Work task:
Scan the records below and copy every line that contains the string "HashMap".

Material provided:

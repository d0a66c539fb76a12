//! MultiversX public API client.

use base64::Engine;
use base64::engine::general_purpose::STANDARD;
use reqwest::Client;
use std::time::Duration;
use url::Url;

use super::{ClientError, parse_response};
use crate::address::Address;
use crate::codec::{BondingRecord, decode_bonding_records};
use crate::objects::chain::{AccountInfo, ContractQuery, ContractQueryResponse, TokenBalance};
use crate::objects::transaction::{SendTransactionResponse, Transaction};

/// Typed HTTP client for the MultiversX public API (`api.multiversx.com`).
#[derive(Debug, Clone)]
pub struct MultiversxClient {
    http: Client,
    base_url: Url,
}

impl MultiversxClient {
    pub const DEFAULT_BASE_URL: &str = "https://api.multiversx.com";
    const REQUEST_TIMEOUT: Duration = Duration::from_secs(40);
    /// Page size used when listing account tokens.
    const TOKENS_PAGE_SIZE: &str = "500";

    pub fn new(base_url: Url) -> Self {
        Self {
            http: Client::builder()
                .timeout(Self::REQUEST_TIMEOUT)
                .build()
                .unwrap_or_else(|_| Client::new()),
            base_url,
        }
    }

    /// Replace the default `reqwest::Client` (e.g. to configure a proxy).
    pub fn with_http_client(mut self, client: Client) -> Self {
        self.http = client;
        self
    }

    /// `POST /query` – run a read-only contract view and return the decoded
    /// (raw bytes) return values.
    pub async fn query_contract(
        &self,
        sc_address: &str,
        func_name: &str,
        args: Vec<String>,
    ) -> Result<Vec<Vec<u8>>, ClientError> {
        let url = self.base_url.join("/query")?;
        let body = ContractQuery {
            sc_address: sc_address.to_string(),
            func_name: func_name.to_string(),
            args,
        };

        let resp = self.http.post(url).json(&body).send().await?;
        let response: ContractQueryResponse = parse_response(resp).await?;
        if !response.is_ok() {
            return Err(ClientError::ContractQuery {
                code: response.return_code.unwrap_or_default(),
                message: response.return_message.unwrap_or_default(),
            });
        }

        response
            .return_data
            .unwrap_or_default()
            .iter()
            .map(|entry| STANDARD.decode(entry).map_err(ClientError::from))
            .collect()
    }

    /// Query the registry view and decode its bonding records, in contract
    /// order.
    pub async fn bonding_records(
        &self,
        sc_address: &str,
        func_name: &str,
    ) -> Result<Vec<BondingRecord>, ClientError> {
        let return_data = self.query_contract(sc_address, func_name, Vec::new()).await?;
        Ok(decode_bonding_records(&return_data)?)
    }

    /// `GET /transactions/count` – number of successful transactions to
    /// `receiver` carrying `token` and calling `function`.
    pub async fn transaction_count(
        &self,
        receiver: &str,
        token: &str,
        function: &str,
    ) -> Result<u64, ClientError> {
        let url = self.base_url.join("/transactions/count")?;
        let resp = self
            .http
            .get(url)
            .query(&[
                ("receiver", receiver),
                ("token", token),
                ("status", "success"),
                ("function", function),
            ])
            .send()
            .await?;
        parse_response(resp).await
    }

    /// `GET /accounts/{address}`.
    pub async fn account(&self, address: &Address) -> Result<AccountInfo, ClientError> {
        let url = self.base_url.join(&format!("/accounts/{address}"))?;
        let resp = self.http.get(url).send().await?;
        parse_response(resp).await
    }

    /// `GET /accounts/{address}/tokens` – fungible token balances.
    pub async fn account_tokens(&self, address: &Address) -> Result<Vec<TokenBalance>, ClientError> {
        let url = self.base_url.join(&format!("/accounts/{address}/tokens"))?;
        let resp = self
            .http
            .get(url)
            .query(&[("size", Self::TOKENS_PAGE_SIZE)])
            .send()
            .await?;
        parse_response(resp).await
    }

    /// `POST /transactions` – broadcast a signed transaction.
    pub async fn send_transaction(
        &self,
        tx: &Transaction,
    ) -> Result<SendTransactionResponse, ClientError> {
        let url = self.base_url.join("/transactions")?;
        let resp = self.http.post(url).json(tx).send().await?;
        parse_response(resp).await
    }
}

#[cfg(test)]
mod tests {
    use super::*;
    use axum::extract::{Path, Query};
    use axum::http::StatusCode;
    use axum::routing::{get, post};
    use axum::{Json, Router};
    use serde_json::{Value, json};
    use std::collections::HashMap;

    async fn spawn_fake(router: Router) -> MultiversxClient {
        let listener = tokio::net::TcpListener::bind("127.0.0.1:0").await.unwrap();
        let addr = listener.local_addr().unwrap();
        tokio::spawn(async move {
            axum::serve(listener, router).await.unwrap();
        });
        MultiversxClient::new(Url::parse(&format!("http://{addr}")).unwrap())
    }

    fn encode_record(first: &str, second: &str, address: [u8; 32]) -> Vec<u8> {
        let mut out = Vec::new();
        for id in [first, second] {
            out.extend_from_slice(&(id.len() as u32).to_be_bytes());
            out.extend_from_slice(id.as_bytes());
        }
        out.extend_from_slice(&address);
        out
    }

    #[tokio::test]
    async fn test_bonding_records_from_query() {
        let router = Router::new().route(
            "/query",
            post(|Json(body): Json<Value>| async move {
                assert_eq!(body["funcName"], "getAllBondingMetadata");
                assert_eq!(body["args"], json!([]));
                let entries = [
                    encode_record("A-111111", "ONE-f9954f", [1u8; 32]),
                    encode_record("B-222222", "ONE-f9954f", [2u8; 32]),
                ];
                Json(json!({
                    "returnData": entries.iter().map(|e| STANDARD.encode(e)).collect::<Vec<_>>(),
                    "returnCode": "ok",
                    "returnMessage": ""
                }))
            }),
        );
        let client = spawn_fake(router).await;

        let records = client
            .bonding_records("erd1contract", "getAllBondingMetadata")
            .await
            .unwrap();
        assert_eq!(records.len(), 2);
        assert_eq!(records[1].first_token_id, "B-222222");
        assert_eq!(records[1].address, Address::from_bytes([2u8; 32]));
    }

    #[tokio::test]
    async fn test_query_error_code() {
        let router = Router::new().route(
            "/query",
            post(|| async {
                Json(json!({
                    "returnData": null,
                    "returnCode": "function not found",
                    "returnMessage": "invalid function"
                }))
            }),
        );
        let client = spawn_fake(router).await;

        let err = client
            .query_contract("erd1contract", "missing", Vec::new())
            .await
            .unwrap_err();
        assert!(matches!(err, ClientError::ContractQuery { code, .. } if code == "function not found"));
    }

    #[tokio::test]
    async fn test_transaction_count_query_params() {
        let router = Router::new().route(
            "/transactions/count",
            get(|Query(params): Query<HashMap<String, String>>| async move {
                let matches = params.get("receiver").map(String::as_str) == Some("erd1pair")
                    && params.get("token").map(String::as_str) == Some("TOMOON-abc")
                    && params.get("status").map(String::as_str) == Some("success")
                    && params.get("function").map(String::as_str) == Some("initialSwap");
                Json(if matches { 2 } else { 0 })
            }),
        );
        let client = spawn_fake(router).await;

        let count = client
            .transaction_count("erd1pair", "TOMOON-abc", "initialSwap")
            .await
            .unwrap();
        assert_eq!(count, 2);
    }

    #[tokio::test]
    async fn test_account_endpoints() {
        let router = Router::new()
            .route(
                "/accounts/{address}",
                get(|Path(address): Path<String>| async move {
                    Json(json!({ "address": address, "nonce": 42, "balance": "0" }))
                }),
            )
            .route(
                "/accounts/{address}/tokens",
                get(|| async {
                    Json(json!([
                        { "identifier": "ONE-f9954f", "balance": "1000", "decimals": 18 },
                        { "identifier": "CAT-def456", "balance": "5" }
                    ]))
                }),
            );
        let client = spawn_fake(router).await;
        let address = Address::from_bytes([5u8; 32]);

        let account = client.account(&address).await.unwrap();
        assert_eq!(account.nonce, 42);
        assert_eq!(account.address, address.to_bech32());

        let tokens = client.account_tokens(&address).await.unwrap();
        assert_eq!(tokens.len(), 2);
        assert_eq!(tokens[0].balance, "1000");
        assert_eq!(tokens[1].decimals, None);
    }

    #[tokio::test]
    async fn test_send_transaction_and_api_error() {
        let router = Router::new()
            .route(
                "/transactions",
                post(|Json(tx): Json<Value>| async move {
                    if tx["signature"].is_null() {
                        return (StatusCode::BAD_REQUEST, Json(json!({ "message": "unsigned" })));
                    }
                    (StatusCode::CREATED, Json(json!({ "txHash": "abc123", "status": "pending" })))
                }),
            );
        let client = spawn_fake(router).await;

        let mut tx = Transaction {
            nonce: 0,
            value: "0".to_string(),
            receiver: "erd1receiver".to_string(),
            sender: "erd1sender".to_string(),
            gas_price: 1_000_000_000,
            gas_limit: 100_000_000,
            data: None,
            chain_id: "1".to_string(),
            version: 1,
            signature: None,
        };
        let err = client.send_transaction(&tx).await.unwrap_err();
        assert!(matches!(err, ClientError::Api { status, .. } if status == StatusCode::BAD_REQUEST));

        tx.signature = Some("00".to_string());
        let sent = client.send_transaction(&tx).await.unwrap();
        assert_eq!(sent.tx_hash, "abc123");
    }
}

Result for this exercise:
    use std::collections::HashMap;
            get(|Query(params): Query<HashMap<String, String>>| async move {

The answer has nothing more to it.